Right hip pain with posterior swelling

by Pam
(Portland, OR)

Patrick's Faber test

Patrick's Faber test

Right hip pain with posterior swelling is a not uncommon complaint. It could be any one of many things.

Hello:

I am a big advocate of Chiropractic treatments. I have had right-side, posterior hip pain for 9 months. I can see swelling above the joint looking at my back in a mirror. I have pain while lying on the hip but not when lying on my back. However, it is very painful to climb stairs and upon standing from a sitting position.

It came on suddenly upon rising from bed one morning. Walking is not affected, but I can no longer run or run up stairs as I used too.

I am a female, 63 years old with a BMI within body weight and height, but at the top of the range now. (135 at 5' 2") previously I was 120 lbs. at 120 lbs.

I had extensive foot surgery 1 1/2 years ago to correct hammer toes bunion and a detached plantar plate. My podiatrist pinned my second and third toes, but not the fourth or fifth. My foot now does not properly hit with all toes on a walking surface due to this. The pain sometimes radiates up my anterior lower (calf) leg, painfully to the knee, as well as the hip pain. So, I am not sure if it's my hip is causing this or my foot.

I can use my elliptical machine without pain...it's climbing stairs that is the most painful and it REALLY hurts. We have a two-story house. A pinching feeling that runs deeply into my hip and into my knee. I feel as though I cannot 'push' my weight up on the right side. I have had two adjustments by my chiropractor, 3 months ago.

For the record, I also have uneven leg lengths. My left leg being longer by 3/4" and 1 1/2" in circumference, since birth. But, I have been athletic and in good shape mostly until now. I have gained close to 20 lbs in the past year, due to lack of ability to do things and pain. Possibly that is the problem.

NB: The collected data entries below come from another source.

//! Request ID middleware for request tracing and correlation.
//!
//! Reuses an `x-request-id` set by the proxy in front of the app, or mints a
//! UUID v4. The id is recorded on the tracing span, tagged on the Sentry
//! scope and echoed back in the response.

use axum::{extract::Request, http::HeaderValue, middleware::Next, response::Response};
use tracing::Span;
use uuid::Uuid;

/// The HTTP header name for request IDs.
pub const REQUEST_ID_HEADER: &str = "x-request-id";

/// Longest inbound id accepted as-is.
const MAX_INBOUND_LEN: usize = 128;

fn inbound_id(request: &Request) -> Option<String> {
    request
        .headers()
        .get(REQUEST_ID_HEADER)
        .and_then(|h| h.to_str().ok())
        .map(str::trim)
        .filter(|id| !id.is_empty() && id.len() <= MAX_INBOUND_LEN)
        .map(String::from)
}

/// Middleware that ensures every request has a request ID.
pub async fn request_id_middleware(request: Request, next: Next) -> Response {
    let request_id = inbound_id(&request).unwrap_or_else(|| Uuid::new_v4().to_string());

    Span::current().record("request_id", request_id.as_str());
    sentry::configure_scope(|scope| scope.set_tag("request_id", &request_id));

    let mut response = next.run(request).await;
    if let Ok(value) = HeaderValue::from_str(&request_id) {
        response.headers_mut().insert(REQUEST_ID_HEADER, value);
    }
    response
}
//! Client for the Climatech business REST API, acting as a signed-in staff
//! member.
//!
//! The backend authenticates with a session cookie. [`ApiClient::login`]
//! captures the `Set-Cookie` values into a [`BackendSession`] that is kept in
//! the admin's own server-side session; [`ApiClient::as_user`] then returns an
//! [`AuthorizedApi`] that forwards that cookie on every call.

mod reorder;
mod resources;
mod session;

use std::sync::Arc;
use std::time::Duration;

use climatech_core::records::User;
use reqwest::header::{COOKIE, SET_COOKIE};
use secrecy::ExposeSecret;
use serde::de::DeserializeOwned;
use serde::{Deserialize, Serialize};
use thiserror::Error;
use tracing::instrument;

pub use reorder::ReorderReport;
pub use session::BackendSession;

/// Errors from the business API.
#[derive(Debug, Error)]
pub enum ApiError {
    /// HTTP request failed.
    #[error("HTTP error: {0}")]
    Http(#[from] reqwest::Error),

    /// Backend session missing, expired or lacking permission.
    #[error("Not authorized")]
    Unauthorized,

    /// Backend answered with a non-success status.
    #[error("Backend returned {status}: {body}")]
    Status { status: u16, body: String },

    /// JSON parsing failed.
    #[error("JSON parse error: {0}")]
    Parse(#[from] serde_json::Error),

    /// Resource not found.
    #[error("Not found: {0}")]
    NotFound(String),

    /// Rate limited by the backend.
    #[error("Rate limited, retry after {0} seconds")]
    RateLimited(u64),
}

impl ApiError {
    /// Whether the backend rejected the input (4xx), so its message can be
    /// shown back to staff.
    #[must_use]
    pub const fn is_client_error(&self) -> bool {
        matches!(self, Self::Status { status, .. } if *status >= 400 && *status < 500)
    }

    /// Message suitable for a flash banner.
    #[must_use]
    pub fn user_message(&self) -> String {
        match self {
            Self::Status { body, .. } if self.is_client_error() => body.clone(),
            Self::Unauthorized => "Tu sesión expiró, vuelve a iniciar sesión".to_string(),
            Self::NotFound(_) => "El registro ya no existe".to_string(),
            Self::RateLimited(_) => "Demasiadas solicitudes, intenta en un momento".to_string(),
            Self::Http(_) | Self::Parse(_) | Self::Status { .. } => {
                "El servidor de datos no respondió, intenta más tarde".to_string()
            }
        }
    }
}

/// Credentials posted to `/api/auth/login`.
#[derive(Serialize)]
struct LoginRequest<'a> {
    email: &'a str,
    password: &'a str,
}

/// The backend answers login with either `{"user": {...}}` or the user itself.
#[derive(Deserialize)]
#[serde(untagged)]
enum LoginResponse {
    Wrapped { user: User },
    Bare(User),
}

impl From<LoginResponse> for User {
    fn from(response: LoginResponse) -> Self {
        match response {
            LoginResponse::Wrapped { user } | LoginResponse::Bare(user) => user,
        }
    }
}

/// Client for the business REST API.
#[derive(Clone)]
pub struct ApiClient {
    inner: Arc<ApiClientInner>,
}

struct ApiClientInner {
    client: reqwest::Client,
    base_url: String,
}

impl ApiClient {
    /// Create a client for `base_url` (e.g. `https://api.climatech.co`).
    #[must_use]
    pub fn new(base_url: &str) -> Self {
        let client = reqwest::Client::builder()
            .timeout(Duration::from_secs(30))
            .user_agent(concat!("climatech-admin/", env!("CARGO_PKG_VERSION")))
            .build()
            .unwrap_or_default();

        Self {
            inner: Arc::new(ApiClientInner {
                client,
                base_url: base_url.trim_end_matches('/').to_string(),
            }),
        }
    }

    fn url(&self, path: &str) -> String {
        format!("{}{path}", self.inner.base_url)
    }

    /// Sign in with staff credentials.
    ///
    /// # Errors
    ///
    /// Returns `ApiError::Unauthorized` for wrong credentials, or
    /// `ApiError::Status` if the backend set no session cookie.
    #[instrument(skip(self, password))]
    pub async fn login(&self, email: &str, password: &str) -> Result<(User, BackendSession), ApiError> {
        let response = self
            .inner
            .client
            .post(self.url("/api/auth/login"))
            .json(&LoginRequest { email, password })
            .send()
            .await?;

        let session = BackendSession::from_set_cookie(
            response
                .headers()
                .get_all(SET_COOKIE)
                .iter()
                .filter_map(|v| v.to_str().ok()),
        );
        let user: LoginResponse = decode(response, "login").await?;
        let session = session.ok_or_else(|| ApiError::Status {
            status: 502,
            body: "login response carried no session cookie".to_string(),
        })?;

        Ok((user.into(), session))
    }

    /// Calls made on behalf of a signed-in staff member.
    #[must_use]
    pub const fn as_user<'a>(&'a self, session: &'a BackendSession) -> AuthorizedApi<'a> {
        AuthorizedApi {
            client: self,
            session,
        }
    }

    /// Unauthenticated health check used by readiness checks and the CLI.
    ///
    /// # Errors
    ///
    /// Returns an error if the backend is unreachable.
    pub async fn ping(&self) -> Result<reqwest::StatusCode, ApiError> {
        let response = self
            .inner
            .client
            .get(self.url("/api/content/slide"))
            .send()
            .await?;
        Ok(response.status())
    }
}

/// An [`ApiClient`] bound to a staff member's backend session.
#[derive(Clone, Copy)]
pub struct AuthorizedApi<'a> {
    client: &'a ApiClient,
    session: &'a BackendSession,
}

impl AuthorizedApi<'_> {
    fn request(&self, method: reqwest::Method, path: &str) -> reqwest::RequestBuilder {
        self.client
            .inner
            .client
            .request(method, self.client.url(path))
            .header(COOKIE, self.session.cookie().expose_secret())
    }

    async fn get<T: DeserializeOwned>(&self, path: &str) -> Result<T, ApiError> {
        let response = self.request(reqwest::Method::GET, path).send().await?;
        decode(response, path).await
    }

    async fn send_json<B: Serialize + Sync, T: DeserializeOwned>(
        &self,
        method: reqwest::Method,
        path: &str,
        body: &B,
    ) -> Result<T, ApiError> {
        let response = self.request(method, path).json(body).send().await?;
        decode(response, path).await
    }

    async fn post<B: Serialize + Sync, T: DeserializeOwned>(
        &self,
        path: &str,
        body: &B,
    ) -> Result<T, ApiError> {
        self.send_json(reqwest::Method::POST, path, body).await
    }

    async fn put<B: Serialize + Sync, T: DeserializeOwned>(
        &self,
        path: &str,
        body: &B,
    ) -> Result<T, ApiError> {
        self.send_json(reqwest::Method::PUT, path, body).await
    }

    /// Send a request whose response body is ignored.
    async fn execute(&self, builder: reqwest::RequestBuilder, path: &str) -> Result<(), ApiError> {
        let response = builder.send().await?;
        check_status(&response, path)?;
        if !response.status().is_success() {
            let status = response.status().as_u16();
            let body = response.text().await.unwrap_or_default();
            return Err(ApiError::Status {
                status,
                body: error_message(&body),
            });
        }
        Ok(())
    }

    async fn delete(&self, path: &str) -> Result<(), ApiError> {
        self.execute(self.request(reqwest::Method::DELETE, path), path)
            .await
    }

    /// End the backend session. The local session is cleared regardless.
    ///
    /// # Errors
    ///
    /// Returns an error if the backend rejects the call.
    #[instrument(skip(self))]
    pub async fn logout(&self) -> Result<(), ApiError> {
        self.execute(self.request(reqwest::Method::POST, "/api/auth/logout"), "logout")
            .await
    }
}

/// Map the statuses every endpoint shares onto `ApiError`.
fn check_status(response: &reqwest::Response, what: &str) -> Result<(), ApiError> {
    let status = response.status();
    if status == reqwest::StatusCode::UNAUTHORIZED || status == reqwest::StatusCode::FORBIDDEN {
        return Err(ApiError::Unauthorized);
    }
    if status == reqwest::StatusCode::NOT_FOUND {
        return Err(ApiError::NotFound(what.to_string()));
    }
    if status == reqwest::StatusCode::TOO_MANY_REQUESTS {
        let retry_after = response
            .headers()
            .get("Retry-After")
            .and_then(|v| v.to_str().ok())
            .and_then(|s| s.parse::<u64>().ok())
            .unwrap_or(1);
        return Err(ApiError::RateLimited(retry_after));
    }
    Ok(())
}

/// Check the status and decode the JSON body.
async fn decode<T: DeserializeOwned>(response: reqwest::Response, what: &str) -> Result<T, ApiError> {
    check_status(&response, what)?;
    let status = response.status();
    let body = response.text().await?;

    if !status.is_success() {
        tracing::warn!(
            status = %status,
            body = %body.chars().take(500).collect::<String>(),
            "Backend returned non-success status"
        );
        return Err(ApiError::Status {
            status: status.as_u16(),
            body: error_message(&body),
        });
    }

    serde_json::from_str(&body).map_err(|e| {
        tracing::error!(
            error = %e,
            body = %body.chars().take(500).collect::<String>(),
            "Failed to parse backend response"
        );
        ApiError::Parse(e)
    })
}

/// Pull a human-readable message out of an error body.
fn error_message(body: &str) -> String {
    serde_json::from_str::<serde_json::Value>(body)
        .ok()
        .and_then(|v| {
            ["message", "error"]
                .iter()
                .find_map(|k| v.get(*k).and_then(|m| m.as_str()).map(String::from))
        })
        .unwrap_or_else(|| body.chars().take(200).collect())
}

#[cfg(test)]
#[allow(clippy::unwrap_used)]
pub(crate) mod tests {
    use axum::http::{HeaderMap, StatusCode};
    use axum::response::IntoResponse;
    use axum::routing::{get, post};
    use axum::{Json, Router};
    use serde_json::json;

    use super::*;

    /// Serve `router` on an ephemeral port and return its base URL.
    pub(crate) async fn spawn(router: Router) -> String {
        let listener = tokio::net::TcpListener::bind("127.0.0.1:0").await.unwrap();
        let addr = listener.local_addr().unwrap();
        tokio::spawn(async move {
            axum::serve(listener, router).await.unwrap();
        });
        format!("http://{addr}")
    }

    /// Reject requests that lack the test session cookie.
    pub(crate) fn authorized(headers: &HeaderMap) -> bool {
        headers
            .get("cookie")
            .and_then(|v| v.to_str().ok())
            .is_some_and(|c| c.contains("sid=abc"))
    }

    pub(crate) fn session() -> BackendSession {
        BackendSession::new("sid=abc")
    }

    #[tokio::test]
    async fn test_login_captures_cookie_and_user() {
        let router = Router::new().route(
            "/api/auth/login",
            post(|Json(body): Json<serde_json::Value>| async move {
                if body["password"] == "secreto" {
                    (
                        [("set-cookie", "sid=abc; Path=/; HttpOnly")],
                        Json(json!({"user": {
                            "id": 1, "name": "Ana", "email": "ana@climatech.co", "role": "admin"
                        }})),
                    )
                        .into_response()
                } else {
                    (StatusCode::UNAUTHORIZED, Json(json!({"message": "Credenciales inválidas"})))
                        .into_response()
                }
            }),
        );
        let client = ApiClient::new(&spawn(router).await);

        let (user, session) = client.login("ana@climatech.co", "secreto").await.unwrap();
        assert_eq!(user.name, "Ana");
        assert_eq!(session.cookie().expose_secret(), "sid=abc");

        let wrong = client.login("ana@climatech.co", "otra").await;
        assert!(matches!(wrong, Err(ApiError::Unauthorized)));
    }

    #[tokio::test]
    async fn test_login_without_cookie_is_an_error() {
        let router = Router::new().route(
            "/api/auth/login",
            post(|| async {
                Json(json!({"id": 1, "name": "Ana", "email": "ana@climatech.co", "role": "admin"}))
            }),
        );
        let client = ApiClient::new(&spawn(router).await);
        assert!(matches!(
            client.login("ana@climatech.co", "secreto").await,
            Err(ApiError::Status { status: 502, .. })
        ));
    }

    #[tokio::test]
    async fn test_forbidden_maps_to_unauthorized() {
        let router = Router::new().route(
            "/api/admin/users",
            get(|| async { StatusCode::FORBIDDEN }),
        );
        let client = ApiClient::new(&spawn(router).await);
        let session = session();
        assert!(matches!(
            client.as_user(&session).list_users().await,
            Err(ApiError::Unauthorized)
        ));
    }

    #[test]
    fn test_user_message_hides_server_details() {
        let server = ApiError::Status {
            status: 500,
            body: "stack trace".into(),
        };
        assert!(!server.user_message().contains("stack"));

        let invalid = ApiError::Status {
            status: 422,
            body: "El correo ya existe".into(),
        };
        assert_eq!(invalid.user_message(), "El correo ya existe");
    }

    #[test]
    fn test_error_message_fallbacks() {
        assert_eq!(error_message(r#"{"error":"bad"}"#), "bad");
        assert_eq!(error_message("plain text"), "plain text");
    }
}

I am trying to lose it now.

Thank you.

Dear Pam,
A short leg as much as 3/4" is associated with a much higher incidence of hip arthritis, and knee too, so that's where we should start.

Lie on your back and pull first the normal knee to your chest, then to the opposite shoulder, and then make a circle of your hip using the knee as a lever. Remember what you feel.
Now repeat with the naughty leg. Is there a distinct difference? Describe it to me.

Now do the Faber test, first with your normal leg, and then repeat with the painful hip. What's the difference?

Change of gait certainly can have a knock affect in the knee, hip and lower back, but let's start with the above tests.

Let me know, keeping to this thread.